Lepowsky talks openly about his experience because he wants to help others. He never sued the district nor got a settlement.

But if he had chosen to sue because of the bullying, he would have faced a daunting problem: The practice is not illegal in the workplace if it's not based on discrimination and doesn't fit the legal definition of harassment. Therefore, if a target chooses to take legal action they rarely win cases against their employers.

"They have no legal recourse because it's not against the law," says Michelle Smith, a Sacramento-based workplace advocate trying to gather support for the Healthy Workplace Bill. The bill, which has been introduced in several states and has died in committee in California, would define an "abusive work environment" and hold both the bully and the employer accountable for the harm workplace bullying causes.

So what can be done if you are a target of bullying?

The Namies assure targets that they are not alone, that they didn't cause the bullying to happen.

"Bullying is domestic violence where the abuser is on the payroll," Gary Namie says. And, like in cases of domestic violence, the victim is simply that, a victim.

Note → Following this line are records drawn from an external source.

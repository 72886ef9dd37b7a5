use chrono::{DateTime, Utc};
use once_cell::sync::Lazy;
use serde::{Deserialize, Serialize};

use crate::{PackId, SkillCategory, SkillTier, UserId};

/// Catalog entry for a practice pack, owned by the catalog collaborator.
#[derive(Debug, Clone, Serialize, Deserialize)]
pub struct TrainingPackRecord {
    pub id: PackId,
    pub name: String,
    pub code: String,
    pub category: String,
    #[serde(default)]
    pub subcategory: Option<String>,
    /// Coarse 1-5 difficulty used for display.
    pub difficulty: u8,
    /// Rank tier the pack targets, for difficulty matching.
    pub skill_tier: SkillTier,
    pub rating: f64,
    pub rating_count: u32,
    pub usage_count: u32,
    #[serde(default)]
    pub tags: Vec<String>,
    pub is_official: bool,
    pub is_featured: bool,
    pub is_active: bool,
}

/// One completed practice session, owned by the catalog collaborator.
#[derive(Debug, Clone, Serialize, Deserialize)]
pub struct TrainingSessionRecord {
    pub user_id: UserId,
    pub pack_id: PackId,
    pub category: String,
    pub started_at: DateTime<Utc>,
}

/// A detected weakness fed into recommendation scoring.
#[derive(Debug, Clone, Serialize, Deserialize)]
pub struct DetectedWeakness {
    pub category: SkillCategory,
    pub confidence: f64,
}

/// Scored candidate pack with per-component breakdown.
#[derive(Debug, Clone, Serialize, Deserialize)]
pub struct RecommendationScore {
    pub pack_id: PackId,
    pub name: String,
    pub code: String,
    pub category: String,
    pub skill_tier: SkillTier,
    pub difficulty: u8,
    pub relevance: f64,
    pub difficulty_match: f64,
    pub quality: f64,
    pub preference: f64,
    pub total: f64,
    pub reasoning: Vec<String>,
}

/// Pack categories/tags that address each weakness category.
static RELEVANCE: Lazy<Vec<(SkillCategory, &'static [&'static str])>> = Lazy::new(|| {
    use SkillCategory::*;
    vec![
        (Mechanical, &["shooting", "dribbling", "aerials"][..]),
        (Positioning, &["positioning", "saves"][..]),
        (GameSense, &["positioning", "saves", "shooting"][..]),
        (BoostManagement, &["dribbling", "positioning"][..]),
        (Rotation, &["positioning", "saves"][..]),
        (AerialAbility, &["aerials", "wall_play"][..]),
        (Shooting, &["shooting", "dribbling"][..]),
        (Defending, &["saves", "positioning"][..]),
    ]
});

fn relevant_categories(weakness: SkillCategory) -> &'static [&'static str] {
    RELEVANCE
        .iter()
        .find(|(cat, _)| *cat == weakness)
        .map(|(_, cats)| *cats)
        .unwrap_or(&[])
}

const WEIGHT_RELEVANCE: f64 = 0.40;
const WEIGHT_DIFFICULTY: f64 = 0.25;
const WEIGHT_QUALITY: f64 = 0.20;
const WEIGHT_PREFERENCE: f64 = 0.15;

/// Multi-factor recommendation scorer. Stateless and deterministic: ties are
/// broken by catalog id so identical inputs always produce identical output.
#[derive(Debug, Clone, Default, Serialize, Deserialize)]
pub struct RecommendationEngine;

impl RecommendationEngine {
    pub fn new() -> Self {
        Self
    }

    /// Score one candidate pack against the detected weaknesses and player
    /// context.
    pub fn score(
        &self,
        pack: &TrainingPackRecord,
        weaknesses: &[DetectedWeakness],
        skill_tier: SkillTier,
        history: &[TrainingSessionRecord],
    ) -> RecommendationScore {
        let relevance = relevance_score(pack, weaknesses);
        let difficulty_match = difficulty_score(pack.skill_tier, skill_tier);
        let quality = quality_score(pack);
        let preference = preference_score(pack, history);

        let total = relevance * WEIGHT_RELEVANCE
            + difficulty_match * WEIGHT_DIFFICULTY
            + quality * WEIGHT_QUALITY
            + preference * WEIGHT_PREFERENCE;

        let reasoning =
            reasoning(pack, weaknesses, relevance, difficulty_match, quality);

        RecommendationScore {
            pack_id: pack.id.clone(),
            name: pack.name.clone(),
            code: pack.code.clone(),
            category: pack.category.clone(),
            skill_tier: pack.skill_tier,
            difficulty: pack.difficulty,
            relevance,
            difficulty_match,
            quality,
            preference,
            total,
            reasoning,
        }
    }

    /// Rank the catalog for a player. Packs scoring zero are dropped; when
    /// `diversify` is set and candidates exceed `k`, a two-pass greedy filter
    /// spreads the result across distinct categories before back-filling by
    /// raw score.
    pub fn recommend(
        &self,
        packs: &[TrainingPackRecord],
        weaknesses: &[DetectedWeakness],
        skill_tier: SkillTier,
        history: &[TrainingSessionRecord],
        k: usize,
        diversify: bool,
    ) -> Vec<RecommendationScore> {
        let mut scored: Vec<RecommendationScore> = packs
            .iter()
            .filter(|p| p.is_active)
            .map(|p| self.score(p, weaknesses, skill_tier, history))
            .filter(|s| s.total > 0.0)
            .collect();

        scored.sort_by(|a, b| b.total.total_cmp(&a.total).then(a.pack_id.cmp(&b.pack_id)));

        if diversify && scored.len() > k {
            scored = diversity_filter(scored, k);
        }
        scored.truncate(k);
        scored
    }
}

fn relevance_score(pack: &TrainingPackRecord, weaknesses: &[DetectedWeakness]) -> f64 {
    let mut score = 0.0;
    for weakness in weaknesses {
        let relevant = relevant_categories(weakness.category);
        if relevant.is_empty() {
            continue;
        }
        if relevant.contains(&pack.category.as_str()) {
            score += weakness.confidence;
        } else if pack.tags.iter().any(|t| relevant.contains(&t.as_str())) {
            score += weakness.confidence * 0.7;
        } else if pack
            .subcategory
            .as_deref()
            .is_some_and(|sub| relevant.iter().any(|cat| sub.contains(cat)))
        {
            score += weakness.confidence * 0.5;
        }
    }
    score.min(1.0)
}

/// Symmetric distance on the 7-tier ladder.
fn difficulty_score(pack_tier: SkillTier, player_tier: SkillTier) -> f64 {
    let diff = pack_tier.rank_index().abs_diff(player_tier.rank_index());
    match diff {
        0 => 1.0,
        1 => 0.8,
        2 => 0.5,
        _ => 0.2,
    }
}

fn quality_score(pack: &TrainingPackRecord) -> f64 {
    let mut score = 0.0;
    if pack.rating > 0.0 && pack.rating_count > 0 {
        let rating = (pack.rating / 5.0).clamp(0.0, 1.0);
        // More ratings make the average trustworthy.
        let weight = (pack.rating_count as f64 / 1000.0).min(1.0);
        score += rating * weight * 0.7;
    }
    if pack.usage_count > 0 {
        let usage = ((pack.usage_count as f64 + 1.0).log10() / 4.0).min(1.0);
        score += usage * 0.3;
    }
    if pack.is_official {
        score += 0.1;
    }
    if pack.is_featured {
        score += 0.1;
    }
    score.min(1.0)
}

fn preference_score(pack: &TrainingPackRecord, history: &[TrainingSessionRecord]) -> f64 {
    if history.is_empty() {
        return 0.5; // neutral for new users
    }
    let in_category = history.iter().filter(|s| s.category == pack.category).count();
    if in_category == 0 {
        return 0.3; // untried category
    }
    (in_category as f64 / history.len() as f64 * 2.0).min(1.0)
}

fn reasoning(
    pack: &TrainingPackRecord,
    weaknesses: &[DetectedWeakness],
    relevance: f64,
    difficulty: f64,
    quality: f64,
) -> Vec<String> {
    let mut out = Vec::new();
    if relevance > 0.7 {
        let addressed: Vec<&str> = weaknesses
            .iter()
            .filter(|w| relevant_categories(w.category).contains(&pack.category.as_str()))
            .map(|w| w.category.as_str())
            .collect();
        if !addressed.is_empty() {
            out.push(format!("Directly addresses your weakness in {}", addressed.join(", ")));
        }
    }
    if difficulty > 0.8 {
        out.push("Perfect difficulty match for your skill level".to_string());
    } else if difficulty > 0.6 {
        out.push("Good difficulty progression for improvement".to_string());
    }
    if quality > 0.8 {
        out.push(format!(
            "Highly rated pack ({:.1}/5.0 from {} users)",
            pack.rating, pack.rating_count
        ));
    }
    if pack.is_official {
        out.push("Official training pack".to_string());
    }
    if pack.is_featured {
        out.push("Community featured pack".to_string());
    }
    out
}

/// Pass 1 keeps the best pack per distinct category; pass 2 back-fills any
/// remaining slots by raw score.
fn diversity_filter(scored: Vec<RecommendationScore>, k: usize) -> Vec<RecommendationScore> {
    let mut picked: Vec<RecommendationScore> = Vec::with_capacity(k);
    let mut used_categories: Vec<String> = Vec::new();
    let mut picked_ids: Vec<PackId> = Vec::new();

    for candidate in &scored {
        if !used_categories.contains(&candidate.category) {
            used_categories.push(candidate.category.clone());
            picked_ids.push(candidate.pack_id.clone());
            picked.push(candidate.clone());
            if picked.len() >= k {
                return picked;
            }
        }
    }

    for candidate in scored {
        if picked.len() >= k {
            break;
        }
        if !picked_ids.contains(&candidate.pack_id) {
            picked_ids.push(candidate.pack_id.clone());
            picked.push(candidate);
        }
    }
    picked
}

In their book "The Bully At Work: What You Can Do to Stop the Hurt and Reclaim Your Dignity on the Job," (Sourcebooks, $16.99) the Namies suggest ways of taking care of your needs first. See a therapist or work with a Workplace Bullying Institute expert to develop strategies for coping with the bully. In some cases, asking an employer to fix the problem is appropriate -- but it could backfire. According to Workplace Bullying Institute research, in some cases the complaints are either ignored or the bullying is intensified.

In a worst-case scenario, if your health is being severely harmed, they suggest taking time off work or looking for alternative workplaces.

"I think your health is much more important than working at a job that can potentially kill you," Ruth Namie says.


Screaming Mimi: This bully isn't afraid to yell at you. She controls through fear and intimidation, even throwing objects around the office.

Constant Critic: The critic is an extremely negative nit-picker and aims to destroy confidence in your competence. He makes unreasonable demands for work with impossible deadlines and expects perfection.

Two-Headed Snake: This bully is passive-aggressive, dishonest and indirect. He smiles to hide aggression.

Gatekeeper: She controls all the resources you need to succeed, including money, staffing and time. She keeps her target out of the loop and makes new rules on a whim.

Excerpt from "The Bully At Work: What You Can Do to Stop the Hurt and Reclaim Your Dignity on the Job," by Gary and Ruth Namie.